Stored items
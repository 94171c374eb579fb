use bytemuck::{Pod, Zeroable};
use glam::{vec3, Vec3};
use rand::prelude::*;
use rand_pcg::Pcg64Mcg;
use rayon::prelude::*;

use crate::{
    error::{Error, Result},
    image_buffer::ImageBuffer,
};

/// Width of the field in world units. Height is `FIELD_EXTENT / aspect`.
pub const FIELD_EXTENT: f32 = 10.0;
pub const FIELD_DEPTH: f32 = 0.1;

/// One particle as uploaded to the instance buffer.
#[derive(Debug, Copy, Clone, PartialEq, Default, Pod, Zeroable)]
#[repr(C)]
pub struct ParticleInstance {
    pub position: Vec3,
    pub size: f32,
    pub color: Vec3,
    pub seed: f32,
}

/// A generated point cloud held as parallel arrays of equal length.
#[derive(Debug, Clone, PartialEq, Default)]
pub struct ParticleSet {
    positions: Vec<Vec3>,
    colors: Vec<Vec3>,
    sizes: Vec<f32>,
    seeds: Vec<f32>,
    image_aspect: f32,
}

impl ParticleSet {
    /// Every draw yields a particle; brightness only modulates color and size.
    pub fn generate(image: &ImageBuffer, count: usize, seed: u64) -> Result<Self> {
        if count == 0 {
            return Err(Error::InvalidInput(
                "particle count must be greater than zero".to_string(),
            ));
        }

        let image_aspect = image.aspect_ratio();

        let instances: Vec<_> = (0..count)
            .into_par_iter()
            .map(|i| {
                let mut rng = particle_rng(seed, i as u64);
                spawn_particle(image, image_aspect, &mut rng)
            })
            .collect();

        let mut set = Self {
            positions: Vec::with_capacity(count),
            colors: Vec::with_capacity(count),
            sizes: Vec::with_capacity(count),
            seeds: Vec::with_capacity(count),
            image_aspect,
        };
        for instance in instances {
            set.positions.push(instance.position);
            set.colors.push(instance.color);
            set.sizes.push(instance.size);
            set.seeds.push(instance.seed);
        }

        Ok(set)
    }

    pub fn len(&self) -> usize {
        self.positions.len()
    }

    pub fn is_empty(&self) -> bool {
        self.positions.is_empty()
    }

    pub fn image_aspect(&self) -> f32 {
        self.image_aspect
    }

    pub fn positions(&self) -> &[Vec3] {
        &self.positions
    }

    pub fn colors(&self) -> &[Vec3] {
        &self.colors
    }

    pub fn sizes(&self) -> &[f32] {
        &self.sizes
    }

    pub fn seeds(&self) -> &[f32] {
        &self.seeds
    }

    pub fn instances(&self) -> Vec<ParticleInstance> {
        (0..self.len())
            .map(|i| ParticleInstance {
                position: self.positions[i],
                size: self.sizes[i],
                color: self.colors[i],
                seed: self.seeds[i],
            })
            .collect()
    }
}

fn particle_rng(seed: u64, index: u64) -> Pcg64Mcg {
    Pcg64Mcg::seed_from_u64(seed ^ index.wrapping_mul(0x9e37_79b9_7f4a_7c15))
}

/// `u, v` in `[0, 1)` mapped to world space, width normalized to `FIELD_EXTENT`.
pub fn field_position(u: f32, v: f32, z: f32, image_aspect: f32) -> Vec3 {
    vec3(
        (u - 0.5) * FIELD_EXTENT * image_aspect,
        (0.5 - v) * FIELD_EXTENT,
        z,
    )
}

/// Darker samples get a larger boost so they still reach the bloom threshold.
/// The result is intentionally left unclamped.
pub fn boost_color(r: f32, g: f32, b: f32, brightness: f32) -> Vec3 {
    let boost = 0.2 + (1.0 - brightness) * 0.15;
    vec3(r + r * boost, g + g * boost, b + b * boost)
}

pub fn particle_size(size_rand: f32, brightness: f32) -> f32 {
    (size_rand + 1.0) * (brightness * 0.6 + 0.4)
}

fn spawn_particle(image: &ImageBuffer, image_aspect: f32, rng: &mut impl Rng) -> ParticleInstance {
    let u: f32 = rng.gen_range(0.0..1.0);
    let v: f32 = rng.gen_range(0.0..1.0);
    let sample = image.sample_unchecked(u, v);

    let z = rng.gen_range(-FIELD_DEPTH..FIELD_DEPTH);
    let size_rand = rng.gen_range(0.0..2.0);

    ParticleInstance {
        position: field_position(u, v, z, image_aspect),
        size: particle_size(size_rand, sample.brightness),
        color: boost_color(sample.r, sample.g, sample.b, sample.brightness),
        seed: rng.gen_range(0.0..1.0),
    }
}

#[cfg(test)]
mod tests {
    use super::*;

    fn solid(width: u32, height: u32, rgba: [u8; 4]) -> ImageBuffer {
        let pixels = rgba
            .iter()
            .copied()
            .cycle()
            .take(width as usize * height as usize * 4)
            .collect();
        ImageBuffer::new(pixels, width, height).unwrap()
    }

    #[test]
    fn zero_count_is_rejected() {
        let image = solid(4, 4, [255; 4]);
        assert!(matches!(
            ParticleSet::generate(&image, 0, 1),
            Err(Error::InvalidInput(_))
        ));
    }

    #[test]
    fn arrays_share_count_and_stay_in_bounds() {
        let image = solid(100, 50, [200, 120, 40, 255]);
        let set = ParticleSet::generate(&image, 5_000, 7).unwrap();
        let aspect = 2.0;

        assert_eq!(set.len(), 5_000);
        assert_eq!(set.colors().len(), 5_000);
        assert_eq!(set.sizes().len(), 5_000);
        assert_eq!(set.seeds().len(), 5_000);
        assert_eq!(set.image_aspect(), aspect);

        for p in set.positions() {
            assert!(p.x >= -5.0 * aspect && p.x <= 5.0 * aspect, "{:?}", p);
            assert!(p.y >= -5.0 && p.y <= 5.0, "{:?}", p);
            assert!(p.z >= -FIELD_DEPTH && p.z <= FIELD_DEPTH, "{:?}", p);
        }
        for &seed in set.seeds() {
            assert!((0.0..1.0).contains(&seed));
        }
    }

    #[test]
    fn same_seed_reproduces_the_set() {
        let image = solid(8, 8, [10, 200, 30, 255]);
        let a = ParticleSet::generate(&image, 1_000, 42).unwrap();
        let b = ParticleSet::generate(&image, 1_000, 42).unwrap();
        let c = ParticleSet::generate(&image, 1_000, 43).unwrap();

        assert_eq!(a, b);
        assert_ne!(a.positions(), c.positions());
    }

    #[test]
    fn shorter_set_is_prefix_of_longer_one() {
        let image = solid(8, 8, [90, 90, 90, 255]);
        let short = ParticleSet::generate(&image, 10, 3).unwrap();
        let long = ParticleSet::generate(&image, 20, 3).unwrap();
        assert_eq!(short.positions(), &long.positions()[..10]);
    }

    #[test]
    fn corner_coordinates_map_to_field_edges() {
        let top_left = field_position(0.0, 0.0, 0.0, 2.0);
        assert_eq!(top_left.x, -10.0);
        assert_eq!(top_left.y, 5.0);

        let near_bottom_right = field_position(0.999_999, 0.999_999, 0.0, 2.0);
        assert!((near_bottom_right.x - 10.0).abs() < 1e-4);
        assert!((near_bottom_right.y + 5.0).abs() < 1e-4);
        assert!(near_bottom_right.x < 10.0);
        assert!(near_bottom_right.y > -5.0);
    }

    #[test]
    fn black_image_stays_black_with_small_particles() {
        let image = solid(16, 16, [0, 0, 0, 255]);
        let set = ParticleSet::generate(&image, 500, 11).unwrap();

        for color in set.colors() {
            assert_eq!(*color, Vec3::ZERO);
        }
        for &size in set.sizes() {
            // (rand * 2 + 1) * 0.4 with rand in [0, 1)
            assert!(size >= 0.4 && size < 1.2, "{}", size);
        }
    }

    #[test]
    fn boost_scales_with_darkness() {
        let dark = boost_color(0.2, 0.2, 0.2, 0.0);
        assert!((dark.x - 0.2 * 1.35).abs() < 1e-6);

        let bright = boost_color(1.0, 1.0, 1.0, 1.0);
        assert!((bright.x - 1.2).abs() < 1e-6);
        assert!(bright.x > 1.0);
    }

    #[test]
    fn brighter_samples_get_larger_particles() {
        assert!((particle_size(0.0, 0.0) - 0.4).abs() < 1e-6);
        assert!((particle_size(2.0, 1.0) - 3.0).abs() < 1e-6);
        assert!(particle_size(1.0, 0.9) > particle_size(1.0, 0.1));
    }

    #[test]
    fn instances_interleave_parallel_arrays() {
        let image = solid(4, 2, [255, 0, 0, 255]);
        let set = ParticleSet::generate(&image, 3, 5).unwrap();
        let instances = set.instances();

        assert_eq!(instances.len(), 3);
        for (i, instance) in instances.iter().enumerate() {
            assert_eq!(instance.position, set.positions()[i]);
            assert_eq!(instance.color, set.colors()[i]);
            assert_eq!(instance.size, set.sizes()[i]);
            assert_eq!(instance.seed, set.seeds()[i]);
        }
        assert_eq!(std::mem::size_of::<ParticleInstance>(), 32);
    }
}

- **ASSIGNMENT**
Return exactly, and only, the lines above starting at the line that contains "assert_eq!(*color, Vec3::ZERO);" and ending at the line that contains "let dark = boost_color(0.2, 0.2, 0.2, 0.0);".

- **ANSWER SECTION**
            assert_eq!(*color, Vec3::ZERO);
        }
        for &size in set.sizes() {
            // (rand * 2 + 1) * 0.4 with rand in [0, 1)
            assert!(size >= 0.4 && size < 1.2, "{}", size);
        }
    }

    #[test]
    fn boost_scales_with_darkness() {
        let dark = boost_color(0.2, 0.2, 0.2, 0.0);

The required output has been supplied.